As the investigation progresses, we learn that the stiffness lies not only in the muscles themselves but also in the fascia, that wrap of connective tissue that surrounds the muscles (think of the wrap around a sausage that surrounds and contains the meat inside) . And this sustained stiffness of the fascia not only causes pain, but also generates inflammation and contortes the muscles in painful knots called trigger points. If you want to go deeper into the science that supports the role of fascia in fibromyalgia pain, you can read more in my article for the Journal of Bodywork and Movement Therapy.

Several studies have demonstrated the effectiveness of treatments that reduce tension and that can “take off” painful knots in the muscles and the surrounding fascia. The treatment that has helped me most personally is a form of manual therapy called myofascial release (MFR), specifically the myofascial release approach of John F. Barnes. This technique involves a combination of sustained manual traction and gentle and prolonged fascia stretching, and it is by far the most effective treatment I have found to detach the fascia and reduce fibromyalgia pain.

Two large European studies found that after 20 sessions of myofascial release, subjects with fibromyalgia reported a significant reduction in pain. What is really cool, however, is that it provides more lasting pain relief, and most of them still report reduced pain levels a month after their last session.

I recommend that my patients try at least two or three MFR sessions to determine if this will help them. It can temporarily cause increased muscle pain, similar to what you feel after intense exercise. But after a day or two, muscle pain should be much better than it was before the session. If you find it helpful, I recommend going once or twice a week for about eight weeks, similar to a typical physiotherapy program. After that, it can be done as needed for pain rashes. Most therapists will also teach you techniques using balls or other tools you can do at home to extend the benefit of each treatment.

In addition to myofascial release, there are some other manual therapies that can treat tense and painful fascia. Rolfing Structural Integration, or Rolfing ™, is a manual therapy that addresses fascial treatment a little differently but can also be quite effective. A form of practical manipulation developed over 50 years ago, Rolfing focuses on the fascia around the joints, with treatment that emphasizes posture correction and joint alignment in a series of 10-12 sessions.

A related therapy is osteopathic manipulative treatment (BMT), a combination of gentle stretching and pressure on the muscles and joints. Since this treatment is performed by doctors (usually osteopathic doctors) it is often covered by insurance. Healthcare providers can also perform trigger point injections to break painful muscle knots.

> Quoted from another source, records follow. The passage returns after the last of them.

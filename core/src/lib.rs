//! coastal-core: the turn engine, event catalog and persistence for a
//! coastal city-resilience game. No rendering, no I/O beyond the store.

pub mod achievement;
pub mod catalog;
pub mod climate;
pub mod command;
pub mod config;
pub mod end_condition;
pub mod engine;
pub mod error;
pub mod event;
pub mod rng;
pub mod save_manager;
pub mod session;
pub mod snapshot;
pub mod state;
pub mod stats;
pub mod store;
pub mod structure;
pub mod types;
pub mod validate;
//! Structural validation of persisted JSON.
//!
//! RULE: Every record crossing the save/load/import boundary is checked
//! here before anything is built from it. Validation never repairs.

use crate::{
    error::ValidationError,
    state::CellKind,
    structure::StructureKind,
    types::{Turn, BOARD_SIZE},
};
use serde_json::{Map, Value};

pub const RESOURCE_FIELDS: [&str; 4] = ["money", "wellbeing", "environment", "resilience"];

/// Calendar years a saved game may carry.
pub const MIN_YEAR: f64 = 0.0;
pub const MAX_YEAR: f64 = 9999.0;

fn require<'a>(obj: &'a Map<String, Value>, field: &'static str) -> Result<&'a Value, ValidationError> {
    obj.get(field).ok_or(ValidationError::MissingField(field))
}

fn require_number(obj: &Map<String, Value>, field: &'static str) -> Result<f64, ValidationError> {
    require(obj, field)?
        .as_f64()
        .filter(|n| n.is_finite())
        .ok_or(ValidationError::WrongType { field, expected: "a finite number" })
}

fn require_whole(obj: &Map<String, Value>, field: &'static str, min: f64, max: f64) -> Result<f64, ValidationError> {
    let n = require_number(obj, field)?;
    if n.fract() != 0.0 {
        return Err(ValidationError::WrongType { field, expected: "a whole number" });
    }
    if !(min..=max).contains(&n) {
        return Err(ValidationError::OutOfRange { field, value: n, min, max });
    }
    Ok(n)
}

/// A serialized game state: required fields present and typed, board 6x6.
pub fn validate_state_value(value: &Value) -> Result<(), ValidationError> {
    let obj = value.as_object().ok_or(ValidationError::NotAnObject("state"))?;

    for field in RESOURCE_FIELDS {
        require_number(obj, field)?;
    }
    require_whole(obj, "current_year", MIN_YEAR, MAX_YEAR)?;
    require_whole(obj, "turn", 0.0, f64::from(Turn::MAX))?;
    if !require(obj, "game_over")?.is_boolean() {
        return Err(ValidationError::WrongType { field: "game_over", expected: "a boolean" });
    }

    let rows = require(obj, "board")?
        .as_array()
        .ok_or(ValidationError::WrongType { field: "board", expected: "an array of rows" })?;
    if rows.len() != BOARD_SIZE {
        return Err(ValidationError::BoardRows { expected: BOARD_SIZE, found: rows.len() });
    }
    for (r, row) in rows.iter().enumerate() {
        let cells = row.as_array().ok_or(ValidationError::BoardRow {
            row:      r,
            expected: BOARD_SIZE,
            found:    0,
        })?;
        if cells.len() != BOARD_SIZE {
            return Err(ValidationError::BoardRow { row: r, expected: BOARD_SIZE, found: cells.len() });
        }
        for (c, cell) in cells.iter().enumerate() {
            validate_cell(cell).map_err(|reason| ValidationError::Cell { row: r, col: c, reason })?;
        }
    }
    Ok(())
}

fn validate_cell(cell: &Value) -> Result<(), String> {
    let obj = cell.as_object().ok_or_else(|| "not an object".to_string())?;
    match obj.get("type").and_then(Value::as_str) {
        Some(kind) if CellKind::from_name(kind).is_some() => {}
        Some(kind) => return Err(format!("unknown cell type `{kind}`")),
        None => return Err("missing cell type".to_string()),
    }
    match obj.get("structure") {
        None | Some(Value::Null) => {}
        Some(Value::String(name)) if StructureKind::from_name(name).is_some() => {}
        Some(other) => return Err(format!("unknown structure {other}")),
    }
    match obj.get("flooded") {
        None | Some(Value::Bool(_)) => Ok(()),
        Some(other) => Err(format!("`flooded` must be a boolean, found {other}")),
    }
}

/// A live game must not already be past the turn cap. Run after
/// `validate_state_value`.
pub fn validate_progress(value: &Value, max_turns: Turn) -> Result<(), ValidationError> {
    let obj = value.as_object().ok_or(ValidationError::NotAnObject("state"))?;
    let game_over = obj.get("game_over").and_then(Value::as_bool).unwrap_or(false);
    let turn = obj.get("turn").and_then(Value::as_f64).unwrap_or(0.0);
    if !game_over && turn > f64::from(max_turns) {
        return Err(ValidationError::PastTurnCap { turn: turn as Turn, max_turns });
    }
    Ok(())
}

/// A full save record: version matches, timestamp present, state valid.
pub fn validate_record_value(value: &Value, expected_version: &str) -> Result<(), ValidationError> {
    let obj = value.as_object().ok_or(ValidationError::NotAnObject("save record"))?;
    let version = require(obj, "version")?
        .as_str()
        .ok_or(ValidationError::WrongType { field: "version", expected: "a string" })?;
    if version != expected_version {
        return Err(ValidationError::VersionMismatch {
            expected: expected_version.to_string(),
            found:    version.to_string(),
        });
    }
    if !require(obj, "timestamp")?.is_string() {
        return Err(ValidationError::WrongType { field: "timestamp", expected: "a string" });
    }
    validate_state_value(require(obj, "state")?)
}

#[cfg(test)]
mod tests {
    use super::*;
    use serde_json::json;

    fn board(rows: usize) -> Value {
        let row: Vec<Value> = (0..BOARD_SIZE)
            .map(|_| json!({"type": "land", "structure": null, "flooded": false}))
            .collect();
        Value::Array(vec![Value::Array(row); rows])
    }

    fn state(rows: usize) -> Value {
        json!({
            "money": 100, "wellbeing": 50, "environment": 50, "resilience": 20,
            "current_year": 2025, "turn": 0, "game_over": false,
            "board": board(rows),
        })
    }

    #[test]
    fn accepts_a_fresh_state() {
        assert_eq!(validate_state_value(&state(6)), Ok(()));
    }

    #[test]
    fn rejects_short_board() {
        assert_eq!(
            validate_state_value(&state(5)),
            Err(ValidationError::BoardRows { expected: 6, found: 5 })
        );
    }

    #[test]
    fn rejects_a_year_no_calendar_has() {
        let mut s = state(6);
        s["current_year"] = json!(1e10);
        assert!(matches!(
            validate_state_value(&s),
            Err(ValidationError::OutOfRange { field: "current_year", .. })
        ));
    }

    #[test]
    fn rejects_fractional_and_negative_turns() {
        let mut s = state(6);
        s["turn"] = json!(2.5);
        assert!(matches!(
            validate_state_value(&s),
            Err(ValidationError::WrongType { field: "turn", expected: "a whole number" })
        ));
        s["turn"] = json!(-1);
        assert!(matches!(
            validate_state_value(&s),
            Err(ValidationError::OutOfRange { field: "turn", .. })
        ));
    }

    #[test]
    fn live_game_past_the_cap_is_rejected() {
        let mut s = state(6);
        s["turn"] = json!(150);
        assert_eq!(
            validate_progress(&s, 100),
            Err(ValidationError::PastTurnCap { turn: 150, max_turns: 100 })
        );
        s["turn"] = json!(100);
        assert_eq!(validate_progress(&s, 100), Ok(()));
        s["turn"] = json!(150);
        s["game_over"] = json!(true);
        assert_eq!(validate_progress(&s, 100), Ok(()));
    }

    #[test]
    fn rejects_string_resource() {
        let mut s = state(6);
        s["money"] = json!("lots");
        assert!(matches!(
            validate_state_value(&s),
            Err(ValidationError::WrongType { field: "money", .. })
        ));
    }

    #[test]
    fn rejects_unknown_structure() {
        let mut s = state(6);
        s["board"][2][3]["structure"] = json!("castle");
        assert!(matches!(
            validate_state_value(&s),
            Err(ValidationError::Cell { row: 2, col: 3, .. })
        ));
    }
}
pub mod net;
pub mod player;
pub mod universe;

There are also several ways in which you can treat your own fascia. Learning these personal care tricks may be the most important step I take to control your pain, and it is a great emphasis on my clinic’s treatment program. One way is to place a small, soft ball under any tight and painful muscular area. Allow it to sink on the ball for a few minutes to provide the right amount of sustained pressure that allows the fascia to release.

Finally, Yin yoga (also called restorative yoga) is a slow and gentle form of yoga that includes stretches with supports such as pillows and reinforcements to accommodate in a comfortable position for several minutes, allowing the fascia to melt and soften. Check out the yin yoga classes or videos to learn and practice the poses.

Understanding the contribution of fascia to fibromyalgia pain expands our treatment options. Certainly, fascia pain is not the whole history of fibromyalgia pain, a hypersensitive nervous system that overreacts to signals and must also be addressed. But in my experience, the stiffness in the fascia is the spark that ignites the pain and should be treated for really effective pain relief.